The trajectory confirms it:
- v0.6.3 step 20K: 1 dep_loc hallucination
- v0.6.3 step 100K: 844 dep_loc hallucinations
The damage accumulated gradually as the model overfitted to certain patterns in the diluted distribution.
locality recall dropped 5.3pp
40.0% → 34.7%. Side effect of the dep_loc explosion — many tokens that should be classified as locality are instead getting classified as dep_locality.

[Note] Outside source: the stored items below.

//! `add` command: place a new module at the origin.

use crate::cli::common::{print_json, CliContext, CliError, CliResult};
use crate::models::ModuleType;
use crate::services::Session;
use clap::Args;

/// Add a module of the given type at the origin
#[derive(Debug, Clone, Args)]
pub struct AddArgs {
    /// Module type (see `types`)
    #[arg(value_name = "TYPE")]
    pub module_type: String,

    /// Output the new module as JSON
    #[arg(long)]
    pub json: bool,
}

impl AddArgs {
    /// Execute the add command against the save slot
    pub fn execute(&self, ctx: &CliContext) -> CliResult<()> {
        ctx.edit(|session| self.apply(session))
    }

    /// Apply to an open session
    pub fn apply(&self, session: &mut Session) -> CliResult<()> {
        let module_type: ModuleType = self
            .module_type
            .parse()
            .map_err(|e| CliError::validation(format!("{e}")))?;

        let id = session.add_module(module_type)?;
        let module = session
            .layout()
            .get(id)
            .ok_or_else(|| CliError::validation(format!("Module {id} vanished after add")))?;

        if self.json {
            print_json(module)?;
        } else {
            println!(
                "Added {} ({}) as {}",
                module_type.spec().display_name,
                module_type,
                module.short_id()
            );
        }
        Ok(())
    }
}
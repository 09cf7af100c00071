//! Illustrative compliance checks over mission aggregates.
//!
//! The formulas are placeholders with fixed thresholds, not physical models.

use serde::Serialize;

use crate::services::metrics::MissionMetrics;

/// Fixed thresholds.
pub mod thresholds {
    /// Minimum radiation shielding score.
    pub const RADIATION_MIN_SCORE: f64 = 200.0;
    /// Shielding points per placed module.
    pub const RADIATION_POINTS_PER_MODULE: f64 = 15.0;
    /// Maximum structural pressure.
    pub const STRUCTURAL_MAX_PRESSURE: f64 = 350.0;
    /// Load factor applied to mass / 100.
    pub const STRUCTURAL_LOAD_FACTOR: f64 = 1.5;
    /// Net habitable volume for a 4-crew long-duration mission (m³).
    pub const NHV_REQUIREMENT_M3: f64 = 115.83;
}

/// A single pass/fail check with the value it was judged on.
#[derive(Debug, Clone, Copy, PartialEq, Serialize)]
pub struct Check {
    /// Computed value (score, pressure or volume)
    pub value: f64,
    /// Threshold the value was compared against
    pub threshold: f64,
    /// Whether the check passed
    pub passed: bool,
}

/// Radiation shielding: `count * 15 + mass / 1000`, passes at or above 200.
#[must_use]
pub fn radiation_check(module_count: usize, total_mass: f64) -> Check {
    let score =
        module_count as f64 * thresholds::RADIATION_POINTS_PER_MODULE + total_mass / 1000.0;
    Check {
        value: score,
        threshold: thresholds::RADIATION_MIN_SCORE,
        passed: score >= thresholds::RADIATION_MIN_SCORE,
    }
}

/// Structural load: `(mass / 100) * 1.5`, passes at or below 350.
#[must_use]
pub fn structural_check(total_mass: f64) -> Check {
    let pressure = (total_mass / 100.0) * thresholds::STRUCTURAL_LOAD_FACTOR;
    Check {
        value: pressure,
        threshold: thresholds::STRUCTURAL_MAX_PRESSURE,
        passed: pressure <= thresholds::STRUCTURAL_MAX_PRESSURE,
    }
}

/// Net habitable volume: passes at or above 115.83 m³.
#[must_use]
pub fn nhv_check(total_volume: f64) -> Check {
    Check {
        value: total_volume,
        threshold: thresholds::NHV_REQUIREMENT_M3,
        passed: total_volume >= thresholds::NHV_REQUIREMENT_M3,
    }
}

/// All three checks for one snapshot.
#[derive(Debug, Clone, Copy, PartialEq, Serialize)]
pub struct ComplianceReport {
    /// Radiation shielding score check
    pub radiation: Check,
    /// Structural pressure check
    pub structural: Check,
    /// Net habitable volume check
    pub nhv: Check,
}

impl ComplianceReport {
    /// Evaluates every check from the aggregates.
    #[must_use]
    pub fn evaluate(metrics: &MissionMetrics) -> Self {
        Self {
            radiation: radiation_check(metrics.module_count, metrics.total_mass),
            structural: structural_check(metrics.total_mass),
            nhv: nhv_check(metrics.total_volume),
        }
    }

    /// True when every check passed.
    #[must_use]
    pub const fn all_passed(&self) -> bool {
        self.radiation.passed && self.structural.passed && self.nhv.passed
    }
}

#[cfg(test)]
mod tests {
    use super::*;
    use crate::models::Layout;

    #[test]
    fn test_nhv_boundary() {
        assert!(nhv_check(115.83).passed);
        assert!(!nhv_check(115.82).passed);
        assert!(!nhv_check(0.0).passed);
    }

    #[test]
    fn test_radiation_score() {
        let check = radiation_check(2, 30_000.0);
        assert_eq!(check.value, 60.0);
        assert!(!check.passed);

        // 10 * 15 + 50 = 200 exactly
        assert!(radiation_check(10, 50_000.0).passed);
        assert!(!radiation_check(10, 49_000.0).passed);
    }

    #[test]
    fn test_structural_pressure() {
        let check = structural_check(30_000.0);
        assert_eq!(check.value, 450.0);
        assert!(!check.passed);

        assert!(structural_check(20_000.0).passed);
        assert!(!structural_check(23_400.0).passed);
        assert!(structural_check(10_000.0).passed);
    }

    #[test]
    fn test_empty_layout_is_deterministic() {
        let metrics = MissionMetrics::from_layout(&Layout::new());
        let report = ComplianceReport::evaluate(&metrics);

        assert_eq!(report.radiation.value, 10.0);
        assert!(!report.radiation.passed);
        assert_eq!(report.structural.value, 150.0);
        assert!(report.structural.passed);
        assert_eq!(report.nhv.value, 0.0);
        assert!(!report.nhv.passed);
        assert!(!report.all_passed());
    }
}
//! Habitat module types and their static specification table.

use crate::models::RgbColor;
use anyhow::Result;
use serde::{Deserialize, Serialize};
use std::fmt;
use std::str::FromStr;

/// Primitive shape the display layer uses to draw a module.
///
/// Collision never looks at the shape: a cylinder is treated as its
/// enclosing box.
#[derive(Debug, Clone, Copy, PartialEq, Eq, Hash, Serialize, Deserialize)]
#[serde(rename_all = "lowercase")]
pub enum Shape {
    /// Axis-aligned box
    Box,
    /// Cylinder standing on its axis
    Cylinder,
}

/// The fixed enumeration of placeable module types.
#[derive(Debug, Clone, Copy, PartialEq, Eq, Hash, PartialOrd, Ord, Serialize, Deserialize)]
#[serde(rename_all = "kebab-case")]
pub enum ModuleType {
    /// Crew sleeping quarters
    Dormitory,
    /// Environmental control and life support (ECLSS)
    #[serde(alias = "eclss")]
    LifeSupport,
    /// Science laboratory
    Laboratory,
    /// Pressurized logistics storage
    Storage,
    /// EVA airlock
    Airlock,
    /// Bioregenerative food production
    Greenhouse,
}

/// Static, read-only specification of a module type.
///
/// Base figures are for scale 1.0; instances multiply them by `scale^3`.
#[derive(Debug, Clone, Copy, PartialEq, Serialize)]
pub struct ModuleSpec {
    /// Human-readable name shown in panels
    pub display_name: &'static str,
    /// Base hardware cost in millions
    pub base_cost: f64,
    /// Base mass in kilograms
    pub base_mass: f64,
    /// Base pressurized volume in cubic metres
    pub base_volume: f64,
    /// Render color
    pub color: RgbColor,
    /// Render primitive
    pub shape: Shape,
}

const DORMITORY: ModuleSpec = ModuleSpec {
    display_name: "Crew Quarters",
    base_cost: 45.0,
    base_mass: 8000.0,
    base_volume: 120.0,
    color: RgbColor::new(0x4A, 0x90, 0xD9),
    shape: Shape::Box,
};

const LIFE_SUPPORT: ModuleSpec = ModuleSpec {
    display_name: "ECLSS Module",
    base_cost: 150.0,
    base_mass: 12000.0,
    base_volume: 80.0,
    color: RgbColor::new(0x50, 0xC8, 0x78),
    shape: Shape::Cylinder,
};

const LABORATORY: ModuleSpec = ModuleSpec {
    display_name: "Science Laboratory",
    base_cost: 120.0,
    base_mass: 10000.0,
    base_volume: 100.0,
    color: RgbColor::new(0xF5, 0xA6, 0x23),
    shape: Shape::Box,
};

const STORAGE: ModuleSpec = ModuleSpec {
    display_name: "Logistics Storage",
    base_cost: 25.0,
    base_mass: 5000.0,
    base_volume: 90.0,
    color: RgbColor::new(0x9B, 0x9B, 0x9B),
    shape: Shape::Box,
};

const AIRLOCK: ModuleSpec = ModuleSpec {
    display_name: "Airlock",
    base_cost: 60.0,
    base_mass: 4000.0,
    base_volume: 30.0,
    color: RgbColor::new(0xD0, 0x02, 0x1B),
    shape: Shape::Cylinder,
};

const GREENHOUSE: ModuleSpec = ModuleSpec {
    display_name: "Bioregenerative Greenhouse",
    base_cost: 90.0,
    base_mass: 9000.0,
    base_volume: 110.0,
    color: RgbColor::new(0x7E, 0xD3, 0x21),
    shape: Shape::Cylinder,
};

impl ModuleType {
    /// Every module type, in palette order.
    pub const ALL: [Self; 6] = [
        Self::Dormitory,
        Self::LifeSupport,
        Self::Laboratory,
        Self::Storage,
        Self::Airlock,
        Self::Greenhouse,
    ];

    /// Looks up the static specification for this type.
    #[must_use]
    pub const fn spec(self) -> &'static ModuleSpec {
        match self {
            Self::Dormitory => &DORMITORY,
            Self::LifeSupport => &LIFE_SUPPORT,
            Self::Laboratory => &LABORATORY,
            Self::Storage => &STORAGE,
            Self::Airlock => &AIRLOCK,
            Self::Greenhouse => &GREENHOUSE,
        }
    }

    /// Stable kebab-case identifier (matches the serialized form).
    #[must_use]
    pub const fn as_str(self) -> &'static str {
        match self {
            Self::Dormitory => "dormitory",
            Self::LifeSupport => "life-support",
            Self::Laboratory => "laboratory",
            Self::Storage => "storage",
            Self::Airlock => "airlock",
            Self::Greenhouse => "greenhouse",
        }
    }
}

impl fmt::Display for ModuleType {
    fn fmt(&self, f: &mut fmt::Formatter<'_>) -> fmt::Result {
        f.write_str(self.as_str())
    }
}

impl FromStr for ModuleType {
    type Err = anyhow::Error;

    fn from_str(s: &str) -> Result<Self> {
        let normalized = s.trim().to_ascii_lowercase().replace('_', "-");
        match normalized.as_str() {
            "dormitory" => Ok(Self::Dormitory),
            "life-support" | "eclss" => Ok(Self::LifeSupport),
            "laboratory" => Ok(Self::Laboratory),
            "storage" => Ok(Self::Storage),
            "airlock" => Ok(Self::Airlock),
            "greenhouse" => Ok(Self::Greenhouse),
            _ => {
                let known: Vec<&str> = Self::ALL.iter().map(|t| t.as_str()).collect();
                anyhow::bail!(
                    "Unknown module type '{}'. Expected one of: {}",
                    s,
                    known.join(", ")
                )
            }
        }
    }
}

#[cfg(test)]
mod tests {
    use super::*;

    #[test]
    fn test_spec_table_reference_values() {
        let dorm = ModuleType::Dormitory.spec();
        assert_eq!(dorm.base_cost, 45.0);
        assert_eq!(dorm.base_mass, 8000.0);
        assert_eq!(dorm.base_volume, 120.0);
        assert_eq!(dorm.shape, Shape::Box);

        let eclss = ModuleType::LifeSupport.spec();
        assert_eq!(eclss.base_cost, 150.0);
        assert_eq!(eclss.base_mass, 12000.0);
        assert_eq!(eclss.base_volume, 80.0);
        assert_eq!(eclss.shape, Shape::Cylinder);
    }

    #[test]
    fn test_every_type_has_positive_base_figures() {
        for module_type in ModuleType::ALL {
            let spec = module_type.spec();
            assert!(spec.base_cost > 0.0, "{module_type} cost");
            assert!(spec.base_mass > 0.0, "{module_type} mass");
            assert!(spec.base_volume > 0.0, "{module_type} volume");
            assert!(!spec.display_name.is_empty());
        }
    }

    #[test]
    fn test_from_str_accepts_aliases() {
        assert_eq!("dormitory".parse::<ModuleType>().unwrap(), ModuleType::Dormitory);
        assert_eq!("ECLSS".parse::<ModuleType>().unwrap(), ModuleType::LifeSupport);
        assert_eq!("life_support".parse::<ModuleType>().unwrap(), ModuleType::LifeSupport);
        assert!("hangar".parse::<ModuleType>().is_err());
    }

    #[test]
    fn test_display_matches_serde_name() {
        for module_type in ModuleType::ALL {
            let json = serde_json::to_string(&module_type).unwrap();
            assert_eq!(json, format!("\"{module_type}\""));
        }
        let parsed: ModuleType = serde_json::from_str("\"eclss\"").unwrap();
        assert_eq!(parsed, ModuleType::LifeSupport);
    }
}
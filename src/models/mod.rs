//! Data models for habitat layouts.
//!
//! This module contains the core data structures used throughout the application.
//! Models are designed to be independent of UI and persistence.

pub mod layout;
pub mod module;
pub mod module_type;
pub mod rgb;

// Re-export all model types
pub use layout::{Layout, ResolveError};
pub use module::{Axis, Module, ModuleId, Vec3};
pub use module_type::{ModuleSpec, ModuleType, Shape};
pub use rgb::RgbColor;
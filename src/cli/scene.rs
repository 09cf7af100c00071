//! `scene` command: render nodes for a display front end.

use crate::cli::common::{print_json, CliContext, CliResult};
use crate::services::Session;
use clap::Args;

/// Print render-ready nodes (shape, colour, transform) for the layout
#[derive(Debug, Clone, Args)]
pub struct SceneArgs {
    /// Output results as JSON
    #[arg(long)]
    pub json: bool,
}

impl SceneArgs {
    /// Execute the scene command
    pub fn execute(&self, ctx: &CliContext) -> CliResult<()> {
        let session = ctx.open_session()?;
        self.apply(&session)
    }

    /// Print the scene for the session
    pub fn apply(&self, session: &Session) -> CliResult<()> {
        let nodes = session.scene();
        if self.json {
            return print_json(&nodes);
        }

        for node in &nodes {
            let p = node.position;
            println!(
                "{}{} {:?} {} size {:.2} at ({:.2}, {:.2}, {:.2})",
                if node.selected { "*" } else { " " },
                node.id,
                node.shape,
                node.color,
                node.size,
                p.x,
                p.y,
                p.z
            );
        }
        Ok(())
    }
}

The model is confusing the two tags more than v0.6.2 did.
Harness pass rate dropped below v0.6.0
12.5% vs v0.6.0's 14.4%. v0.6.3 is a sidegrade — worse than v0.6.0 on the breadth eval. Per the decision tree, this alone is grounds for HOLD even if the gate passed.
Gate verdict: HOLD
Per the decision tree:
| Gate eval | harness pass | Action |
|---|---|---|
| Pass | ≥ 25% | Promote to default |
| Pass | 15-24% | Ship as experimental |
| Pass | ≤ 14.4% | HOLD (sidegrade) |
| Fail | any | HOLD |
v0.6.3 falls in row 4: HOLD. Two paths from here:
- Launch the pre-staged v0.6.4 (synth-no-street weight 0.5 → 0.75). DeepSeek's mechanism-3 hypothesis just got empirically confirmed by v0.6.3 going wrong in the predicted way. v0.6.4 directly counters the dilution.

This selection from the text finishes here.